TASK REQUIREMENTS
In the data below, one line contains "pub(crate) mod testing" and a later one contains "pub(crate) fn applied(&self)". Print both, with every line between them, exactly and alone.
== EXTRACTED MATERIAL
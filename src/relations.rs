//! Pairwise guest ratings and their JSON persistence.
//!
//! A [`RelationBook`] is the editable side of the familiarity data:
//! ratings are set one pair at a time, saved between sessions, and
//! turned into an immutable [`FamiliarityMatrix`] right before a search.
//!
//! # Ratings
//!
//! | score | meaning                  |
//! |-------|--------------------------|
//! | 1     | never met                |
//! | 2     | met once or twice        |
//! | 3     | solid acquaintances      |
//! | 4     | good mates               |
//! | 5     | deeply connected         |

use std::collections::BTreeMap;
use std::fs;
use std::path::Path;

use serde::{Deserialize, Serialize};
use tracing::debug;

use crate::error::{Result, SeatingError};
use crate::matrix::FamiliarityMatrix;

/// Lowest accepted rating.
pub const MIN_RATING: u8 = 1;

/// Highest accepted rating.
pub const MAX_RATING: u8 = 5;

/// Rating used to fill pairs nobody entered.
pub const DEFAULT_RATING: u8 = 5;

/// One rated pair as stored on disk. Order of `a` and `b` is irrelevant.
#[derive(Debug, Clone, PartialEq, Eq, Serialize, Deserialize)]
pub struct PairRating {
    pub a: String,
    pub b: String,
    pub score: i64,
}

#[derive(Serialize, Deserialize)]
struct BookFile {
    guests: Vec<String>,
    #[serde(default)]
    ratings: Vec<PairRating>,
}

/// Guest list plus a rating for (some of) the unordered guest pairs.
///
/// # Examples
///
/// ```
/// use u_seating::relations::RelationBook;
///
/// let mut book = RelationBook::new(vec!["Ann".into(), "Bo".into(), "Cy".into()]).unwrap();
/// book.set("Bo", "Ann", 4).unwrap();
/// assert_eq!(book.get("Ann", "Bo"), Some(4));
/// assert_eq!(book.missing_pairs().len(), 2);
///
/// book.fill_missing(5).unwrap();
/// let matrix = book.to_matrix().unwrap();
/// assert_eq!(matrix.score(0, 1), 4.0);
/// ```
#[derive(Debug, Clone, Default, PartialEq)]
pub struct RelationBook {
    guests: Vec<String>,
    ratings: BTreeMap<(String, String), u8>,
}

impl RelationBook {
    /// Creates a book with no ratings.
    pub fn new(guests: Vec<String>) -> Result<Self> {
        let mut book = Self::default();
        for guest in guests {
            book.add_guest(guest)?;
        }
        Ok(book)
    }

    pub fn guests(&self) -> &[String] {
        &self.guests
    }

    /// Number of rated pairs.
    pub fn rating_count(&self) -> usize {
        self.ratings.len()
    }

    /// Appends a guest. Existing ratings are untouched.
    pub fn add_guest(&mut self, name: impl Into<String>) -> Result<()> {
        let name = name.into();
        if self.contains(&name) {
            return Err(SeatingError::DuplicateGuest(name));
        }
        self.guests.push(name);
        Ok(())
    }

    /// Removes a guest together with every rating that mentions them.
    pub fn remove_guest(&mut self, name: &str) -> Result<()> {
        let pos = self
            .guests
            .iter()
            .position(|g| g == name)
            .ok_or_else(|| SeatingError::UnknownGuest(name.to_string()))?;
        self.guests.remove(pos);
        self.ratings.retain(|(a, b), _| a != name && b != name);
        Ok(())
    }

    /// Sets the rating of an unordered pair, returning the previous one.
    pub fn set(&mut self, a: &str, b: &str, score: i64) -> Result<Option<u8>> {
        let key = self.key(a, b)?;
        let score = check_rating(a, b, score)?;
        Ok(self.ratings.insert(key, score))
    }

    /// Rating of an unordered pair, if one was entered.
    pub fn get(&self, a: &str, b: &str) -> Option<u8> {
        self.ratings.get(&canonical(a, b)).copied()
    }

    /// Unrated pairs of distinct guests, in guest-list order.
    pub fn missing_pairs(&self) -> Vec<(String, String)> {
        let mut missing = Vec::new();
        for (i, a) in self.guests.iter().enumerate() {
            for b in &self.guests[i + 1..] {
                if self.get(a, b).is_none() {
                    missing.push((a.clone(), b.clone()));
                }
            }
        }
        missing
    }

    pub fn is_complete(&self) -> bool {
        self.missing_pairs().is_empty()
    }

    /// Rates every unrated pair with `score`; returns how many were filled.
    pub fn fill_missing(&mut self, score: i64) -> Result<usize> {
        let missing = self.missing_pairs();
        for (a, b) in &missing {
            self.set(a, b, score)?;
        }
        Ok(missing.len())
    }

    /// All ratings, in guest-list order of the pairs.
    pub fn pairs(&self) -> Vec<PairRating> {
        let mut pairs = Vec::with_capacity(self.ratings.len());
        for (i, a) in self.guests.iter().enumerate() {
            for b in &self.guests[i + 1..] {
                if let Some(score) = self.get(a, b) {
                    pairs.push(PairRating {
                        a: a.clone(),
                        b: b.clone(),
                        score: i64::from(score),
                    });
                }
            }
        }
        pairs
    }

    /// Builds the optimizer input.
    ///
    /// Fails with [`SeatingError::MissingPair`] unless every pair is
    /// rated; call [`fill_missing`](Self::fill_missing) first to default
    /// them.
    pub fn to_matrix(&self) -> Result<FamiliarityMatrix> {
        let pairs = self
            .pairs()
            .into_iter()
            .map(|p| (p.a, p.b, p.score as f64));
        FamiliarityMatrix::from_pairs(self.guests.clone(), pairs)
    }

    /// Parses a book from its JSON form, validating every entry.
    pub fn from_json_str(json: &str) -> Result<Self> {
        let file: BookFile = serde_json::from_str(json)?;
        let mut book = Self::new(file.guests)?;
        for rating in file.ratings {
            if book.get(&rating.a, &rating.b).is_some() {
                return Err(SeatingError::DuplicatePair {
                    a: rating.a,
                    b: rating.b,
                });
            }
            book.set(&rating.a, &rating.b, rating.score)?;
        }
        Ok(book)
    }

    /// Pretty-printed JSON form.
    pub fn to_json_string(&self) -> Result<String> {
        let file = BookFile {
            guests: self.guests.clone(),
            ratings: self.pairs(),
        };
        Ok(serde_json::to_string_pretty(&file)?)
    }

    /// Loads a book from a JSON file.
    pub fn load(path: impl AsRef<Path>) -> Result<Self> {
        let path = path.as_ref();
        let book = Self::from_json_str(&fs::read_to_string(path)?)?;
        debug!(
            path = %path.display(),
            guests = book.guests.len(),
            ratings = book.ratings.len(),
            "loaded relation book"
        );
        Ok(book)
    }

    /// Writes the book to a JSON file, replacing any existing file.
    pub fn save(&self, path: impl AsRef<Path>) -> Result<()> {
        let path = path.as_ref();
        fs::write(path, self.to_json_string()?)?;
        debug!(path = %path.display(), ratings = self.ratings.len(), "saved relation book");
        Ok(())
    }

    fn contains(&self, name: &str) -> bool {
        self.guests.iter().any(|g| g == name)
    }

    fn key(&self, a: &str, b: &str) -> Result<(String, String)> {
        for name in [a, b] {
            if !self.contains(name) {
                return Err(SeatingError::UnknownGuest(name.to_string()));
            }
        }
        if a == b {
            return Err(SeatingError::SelfPair(a.to_string()));
        }
        Ok(canonical(a, b))
    }
}

fn canonical(a: &str, b: &str) -> (String, String) {
    if a <= b {
        (a.to_string(), b.to_string())
    } else {
        (b.to_string(), a.to_string())
    }
}

fn check_rating(a: &str, b: &str, score: i64) -> Result<u8> {
    if score < i64::from(MIN_RATING) || score > i64::from(MAX_RATING) {
        return Err(SeatingError::RatingOutOfRange {
            a: a.to_string(),
            b: b.to_string(),
            score,
        });
    }
    Ok(score as u8)
}
//! Error type shared by every layer of the crate.

use thiserror::Error;

/// Crate-wide result alias.
pub type Result<T> = std::result::Result<T, SeatingError>;

/// Failures surfaced while building inputs, configuring a search, or
/// persisting relation data.
///
/// Numeric trouble inside the Metropolis step is not represented here:
/// it is absorbed by the annealer as a zero acceptance probability.
#[derive(Debug, Error)]
pub enum SeatingError {
    /// The guest list names the same guest twice.
    #[error("duplicate guest: {0}")]
    DuplicateGuest(String),

    /// A rating or lookup refers to a guest outside the guest list.
    #[error("unknown guest: {0}")]
    UnknownGuest(String),

    /// A rating pairs a guest with themselves.
    #[error("guest {0} cannot be rated against themselves")]
    SelfPair(String),

    /// The pair set given to the matrix does not cover this pair.
    #[error("missing familiarity score for pair ({a}, {b})")]
    MissingPair {
        /// First guest of the pair.
        a: String,
        /// Second guest of the pair.
        b: String,
    },

    /// The pair set scores the same unordered pair more than once.
    #[error("pair ({a}, {b}) is scored more than once")]
    DuplicatePair {
        /// First guest of the pair.
        a: String,
        /// Second guest of the pair.
        b: String,
    },

    /// A relation-book rating outside the accepted range.
    #[error("rating {score} for ({a}, {b}) is outside 1..=5")]
    RatingOutOfRange {
        /// First guest of the pair.
        a: String,
        /// Second guest of the pair.
        b: String,
        /// The offending rating.
        score: i64,
    },

    /// A matrix score that is negative or not finite.
    #[error("invalid familiarity score {score} for ({a}, {b})")]
    InvalidScore {
        /// First guest of the pair.
        a: String,
        /// Second guest of the pair.
        b: String,
        /// The offending score.
        score: f64,
    },

    /// Fewer than two guests; there is no circle to arrange.
    #[error("at least 2 guests are required, got {0}")]
    TooFewGuests(usize),

    /// An arrangement that is not a permutation of the guest indices.
    #[error("invalid arrangement: {0}")]
    InvalidArrangement(String),

    /// Schedule or search parameters that would do no useful work.
    #[error("invalid configuration: {0}")]
    InvalidConfig(String),

    /// Reading or writing a relation file failed.
    #[error("i/o error: {0}")]
    Io(#[from] std::io::Error),

    /// A relation file could not be encoded or decoded.
    #[error("json error: {0}")]
    Json(#[from] serde_json::Error),
}
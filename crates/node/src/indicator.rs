//! Tri-colour indicator. The `gpio` feature gates the real rppal driver;
//! without it, a mock implementation logs state changes.

use anyhow::Result;

#[cfg(feature = "gpio")]
use rppal::gpio::{Gpio, OutputPin};

use crate::command::LedCommand;

/// Applies an indicator state.  Fire-and-forget: no feedback.
pub trait IndicatorSink: Send {
    fn apply(&mut self, cmd: LedCommand);
}

/// BCM pin numbers for each colour channel.
#[derive(Debug, Clone, Copy, PartialEq, Eq)]
pub struct RgbPins {
    pub red: u8,
    pub green: u8,
    pub blue: u8,
}

// ---------------------------------------------------------------------------
// Real GPIO RGB LED (production — requires rppal + Raspberry Pi hardware)
// ---------------------------------------------------------------------------
#[cfg(feature = "gpio")]
pub struct RgbLed {
    red: OutputPin,
    green: OutputPin,
    blue: OutputPin,
    active_low: bool,
}

#[cfg(feature = "gpio")]
impl RgbLed {
    pub fn new(pins: RgbPins, active_low: bool) -> Result<Self> {
        let gpio = Gpio::new()?;
        let mut led = Self {
            red: gpio.get(pins.red)?.into_output(),
            green: gpio.get(pins.green)?.into_output(),
            blue: gpio.get(pins.blue)?.into_output(),
            active_low,
        };
        // Start dark.
        led.apply(LedCommand::Off);
        tracing::info!(?pins, active_low, "rgb indicator initialised");
        Ok(led)
    }

    fn drive(pin: &mut OutputPin, on: bool, active_low: bool) {
        if on != active_low {
            pin.set_high();
        } else {
            pin.set_low();
        }
    }
}

#[cfg(feature = "gpio")]
impl IndicatorSink for RgbLed {
    fn apply(&mut self, cmd: LedCommand) {
        let (r, g, b) = cmd.rgb();
        Self::drive(&mut self.red, r, self.active_low);
        Self::drive(&mut self.green, g, self.active_low);
        Self::drive(&mut self.blue, b, self.active_low);
        tracing::info!(state = %cmd, "indicator set");
    }
}

// ---------------------------------------------------------------------------
// Mock indicator (development — no hardware, logs state)
// ---------------------------------------------------------------------------
#[cfg(not(feature = "gpio"))]
pub struct RgbLed {
    pub(crate) current: LedCommand,
}

#[cfg(not(feature = "gpio"))]
impl RgbLed {
    pub fn new(pins: RgbPins, _active_low: bool) -> Result<Self> {
        tracing::info!(?pins, "[mock-gpio] rgb indicator initialised (no hardware)");
        Ok(Self {
            current: LedCommand::Off,
        })
    }
}

#[cfg(not(feature = "gpio"))]
impl IndicatorSink for RgbLed {
    fn apply(&mut self, cmd: LedCommand) {
        self.current = cmd;
        tracing::info!(state = %cmd, "[mock-gpio] indicator set");
    }
}

// ===========================================================================
// Test doubles
// ===========================================================================

#[cfg(test)]
pub(crate) mod testing {
    use super::*;
    use std::sync::{Arc, Mutex};

    /// Records every applied state.
    #[derive(Clone, Default)]
    pub(crate) struct RecordingIndicator {
        pub(crate) applied: Arc<Mutex<Vec<LedCommand>>>,
    }

    impl RecordingIndicator {
        pub(crate) fn applied(&self) -> Vec<LedCommand> {
            self.applied.lock().unwrap().clone()
        }
    }

    impl IndicatorSink for RecordingIndicator {
        fn apply(&mut self, cmd: LedCommand) {
            self.applied.lock().unwrap().push(cmd);
        }
    }
}

// ===========================================================================
// Tests
// ===========================================================================

#[cfg(all(test, not(feature = "gpio")))]
mod tests {
    use super::*;

    const PINS: RgbPins = RgbPins {
        red: 13,
        green: 11,
        blue: 12,
    };

    #[test]
    fn mock_starts_off() {
        let led = RgbLed::new(PINS, false).unwrap();
        assert_eq!(led.current, LedCommand::Off);
    }

    #[test]
    fn mock_tracks_last_state() {
        let mut led = RgbLed::new(PINS, false).unwrap();
        led.apply(LedCommand::Red);
        led.apply(LedCommand::Blue);
        assert_eq!(led.current, LedCommand::Blue);
    }

    #[test]
    fn mock_can_turn_off_again() {
        let mut led = RgbLed::new(PINS, true).unwrap();
        led.apply(LedCommand::Green);
        led.apply(LedCommand::Off);
        assert_eq!(led.current, LedCommand::Off);
    }
}
//! Simulated on-die temperature sensor for local development.
//!
//! Models the RP2040's internal sensor behind a 12-bit ADC:
//! - Slow random walk of the die temperature with mean reversion
//! - Per-sample ADC code noise
//! - Conversion back to Celsius with the datasheet formula, so the published
//!   values carry the same quantisation a real board would show

use crate::reading::ReadingSource;

/// ADC reference voltage.
const VREF: f32 = 3.3;

/// Full-scale code of the 12-bit converter.
const ADC_MAX: u16 = 4095;

/// Sensor output at 27 C, in volts.
const V_AT_27C: f32 = 0.706;

/// Sensor slope, volts per degree (negative coefficient folded into the formula).
const SLOPE: f32 = 0.001721;

/// Convert a raw 12-bit code from the on-die sensor to degrees Celsius.
pub fn adc_to_celsius(raw: u16) -> f32 {
    let voltage = f32::from(raw) * (VREF / f32::from(ADC_MAX));
    27.0 - (voltage - V_AT_27C) / SLOPE
}

/// Inverse of [`adc_to_celsius`], rounded and clamped to the converter range.
fn celsius_to_adc(celsius: f32) -> u16 {
    let voltage = V_AT_27C - (celsius - 27.0) * SLOPE;
    let code = (voltage * f32::from(ADC_MAX) / VREF).round();
    code.clamp(0.0, f32::from(ADC_MAX)) as u16
}

// ---------------------------------------------------------------------------
// Gaussian approximation (no extra dependency)
// ---------------------------------------------------------------------------

/// Approximate N(0,1) using the Irwin-Hall method: sum of 12 uniform [0,1)
/// values minus 6.
fn approx_std_normal() -> f32 {
    let mut sum = 0.0_f32;
    for _ in 0..12 {
        sum += fastrand::f32();
    }
    sum - 6.0
}

// ---------------------------------------------------------------------------
// Simulator
// ---------------------------------------------------------------------------

/// Stateful die-temperature simulator.
pub struct DieTemperatureSim {
    /// Current "true" die temperature.
    celsius: f32,
    center: f32,
    mean_reversion: f32,
    walk_sigma: f32,
    /// ADC noise in codes.
    noise_codes: f32,
}

impl DieTemperatureSim {
    pub fn new(center: f32) -> Self {
        Self {
            celsius: center,
            center,
            mean_reversion: 0.05,
            walk_sigma: 0.15,
            noise_codes: 1.5,
        }
    }

    /// Next raw ADC code.  Advances the simulated die temperature.
    pub fn sample_raw(&mut self) -> u16 {
        let pull = self.mean_reversion * (self.center - self.celsius);
        self.celsius += pull + self.walk_sigma * approx_std_normal();

        let code = f32::from(celsius_to_adc(self.celsius)) + self.noise_codes * approx_std_normal();
        code.round().clamp(0.0, f32::from(ADC_MAX)) as u16
    }
}

impl Default for DieTemperatureSim {
    fn default() -> Self {
        Self::new(27.0)
    }
}

impl ReadingSource for DieTemperatureSim {
    fn read(&mut self) -> f32 {
        adc_to_celsius(self.sample_raw())
    }
}

// ===========================================================================
// Tests
// ===========================================================================
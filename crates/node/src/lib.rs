//! Session core of a sensor node: one MQTT session to a broker, a periodic
//! reading publisher, and a command topic driving a tri-colour indicator.

pub mod command;
pub mod config;
pub mod dispatcher;
pub mod engine;
pub mod identity;
pub mod indicator;
pub mod link;
pub mod reading;
pub mod rumqtt;
pub mod scheduler;
pub mod session;
#[cfg(feature = "sim")]
pub mod sim;
pub mod state;
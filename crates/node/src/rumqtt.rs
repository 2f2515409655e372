//! `rumqttc`-backed protocol engine.
//!
//! One `AsyncClient` / `EventLoop` pair lives for the whole process.  The
//! client half sits behind the session lock; the event loop is polled by the
//! network-service activity.  `connect()` hands fresh options to the driver
//! over a watch channel and arms it; the driver only polls while armed, and
//! disarms itself (dropping the socket) whenever the event loop errors, so a
//! reconnect happens only when the core asks for one.

use std::future::Future;

use rumqttc::{
    AsyncClient, ConnectReturnCode, ConnectionError, Event, EventLoop, MqttOptions,
    NetworkOptions, Packet, QoS,
};
use tokio::sync::watch;
use tracing::{debug, trace};

use crate::engine::{
    ConnectParams, ConnectStatus, EngineDriver, EngineError, EngineEvent, Qos, SessionHandle,
};

/// Capacity of the client → event-loop request channel.
const REQUEST_CAPACITY: usize = 10;

/// Build the engine pair for `params`.
pub fn session(params: &ConnectParams) -> (RumqttHandle, RumqttDriver) {
    let (client, mut eventloop) = AsyncClient::new(mqtt_options(params), REQUEST_CAPACITY);

    let mut network = NetworkOptions::new();
    network.set_connection_timeout(params.connect_timeout.as_secs().max(1));
    eventloop.set_network_options(network);

    let (connect_tx, connect_rx) = watch::channel(None);

    (
        RumqttHandle { client, connect_tx },
        RumqttDriver {
            eventloop,
            connect_rx,
            armed: false,
        },
    )
}

/// Translate core connection parameters into `rumqttc` options.
pub(crate) fn mqtt_options(params: &ConnectParams) -> MqttOptions {
    let mut opts = MqttOptions::new(
        params.client_id.clone(),
        params.endpoint.host.clone(),
        params.endpoint.port,
    );
    opts.set_keep_alive(params.keep_alive);
    opts.set_clean_session(true);

    if let Some(creds) = &params.credentials {
        opts.set_credentials(creds.username.clone(), creds.password.clone());
    }
    if let Some(will) = &params.last_will {
        opts.set_last_will(rumqttc::LastWill::new(
            will.topic.clone(),
            will.payload.clone(),
            to_qos(will.qos),
            will.retain,
        ));
    }
    opts
}

fn to_qos(qos: Qos) -> QoS {
    match qos {
        Qos::AtMostOnce => QoS::AtMostOnce,
        Qos::AtLeastOnce => QoS::AtLeastOnce,
        Qos::ExactlyOnce => QoS::ExactlyOnce,
    }
}

fn return_code(code: ConnectReturnCode) -> u8 {
    match code {
        ConnectReturnCode::Success => 0,
        ConnectReturnCode::RefusedProtocolVersion => 1,
        ConnectReturnCode::BadClientId => 2,
        ConnectReturnCode::ServiceUnavailable => 3,
        ConnectReturnCode::BadUserNamePassword => 4,
        ConnectReturnCode::NotAuthorized => 5,
    }
}

/// Map an event-loop error to the status reported to the dispatcher.
fn status_from_error(err: ConnectionError) -> ConnectStatus {
    match err {
        ConnectionError::ConnectionRefused(code) => ConnectStatus::Refused(return_code(code)),
        ConnectionError::NetworkTimeout | ConnectionError::FlushTimeout => ConnectStatus::Timeout,
        other => ConnectStatus::TransportLost(other.to_string()),
    }
}

// ---------------------------------------------------------------------------
// Command half
// ---------------------------------------------------------------------------

pub struct RumqttHandle {
    client: AsyncClient,
    connect_tx: watch::Sender<Option<MqttOptions>>,
}

impl SessionHandle for RumqttHandle {
    fn connect(&mut self, params: &ConnectParams) -> Result<(), EngineError> {
        self.connect_tx
            .send(Some(mqtt_options(params)))
            .map_err(|_| EngineError::Closed)
    }

    fn publish(
        &mut self,
        topic: &str,
        payload: &[u8],
        qos: Qos,
        retain: bool,
    ) -> Result<(), EngineError> {
        self.client
            .try_publish(topic, to_qos(qos), retain, payload.to_vec())
            .map_err(|e| EngineError::Rejected(e.to_string()))
    }

    fn subscribe(&mut self, topic: &str, qos: Qos) -> Result<(), EngineError> {
        self.client
            .try_subscribe(topic, to_qos(qos))
            .map_err(|e| EngineError::Rejected(e.to_string()))
    }
}

// ---------------------------------------------------------------------------
// I/O half
// ---------------------------------------------------------------------------

pub struct RumqttDriver {
    eventloop: EventLoop,
    connect_rx: watch::Receiver<Option<MqttOptions>>,
    armed: bool,
}

impl RumqttDriver {
    fn take_connect_request(&mut self) {
        if !self.connect_rx.has_changed().unwrap_or(false) {
            return;
        }
        let requested = self.connect_rx.borrow_and_update().clone();
        if let Some(opts) = requested {
            self.eventloop.mqtt_options = opts;
            self.armed = true;
            debug!("engine armed for connect");
        }
    }

    fn disarm(&mut self) {
        self.armed = false;
        // Drops the socket; queued requests are kept for the next session.
        self.eventloop.clean();
    }
}

impl EngineDriver for RumqttDriver {
    fn step(&mut self) -> impl Future<Output = Option<EngineEvent>> + Send {
        async move {
            self.take_connect_request();
            if !self.armed {
                return None;
            }

            match self.eventloop.poll().await {
                Ok(Event::Incoming(Packet::ConnAck(ack))) => {
                    let code = return_code(ack.code);
                    if code == 0 {
                        Some(EngineEvent::Connection(ConnectStatus::Accepted))
                    } else {
                        self.disarm();
                        Some(EngineEvent::Connection(ConnectStatus::Refused(code)))
                    }
                }
                Ok(Event::Incoming(Packet::Publish(p))) => Some(EngineEvent::Message {
                    topic: p.topic.clone(),
                    payload: p.payload.to_vec(),
                }),
                Ok(Event::Incoming(Packet::Disconnect)) => {
                    self.disarm();
                    Some(EngineEvent::Connection(ConnectStatus::TransportLost(
                        "broker closed the session".into(),
                    )))
                }
                Ok(other) => {
                    trace!(event = ?other, "engine event");
                    None
                }
                Err(e) => {
                    self.disarm();
                    Some(EngineEvent::Connection(status_from_error(e)))
                }
            }
        }
    }
}

// ===========================================================================
// Tests
// ===========================================================================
====
YOUR RESPONSE
pub(crate) mod testing {
    use super::*;
    use std::sync::{Arc, Mutex};

    /// Records every applied state.
    #[derive(Clone, Default)]
    pub(crate) struct RecordingIndicator {
        pub(crate) applied: Arc<Mutex<Vec<LedCommand>>>,
    }

    impl RecordingIndicator {
        pub(crate) fn applied(&self) -> Vec<LedCommand> {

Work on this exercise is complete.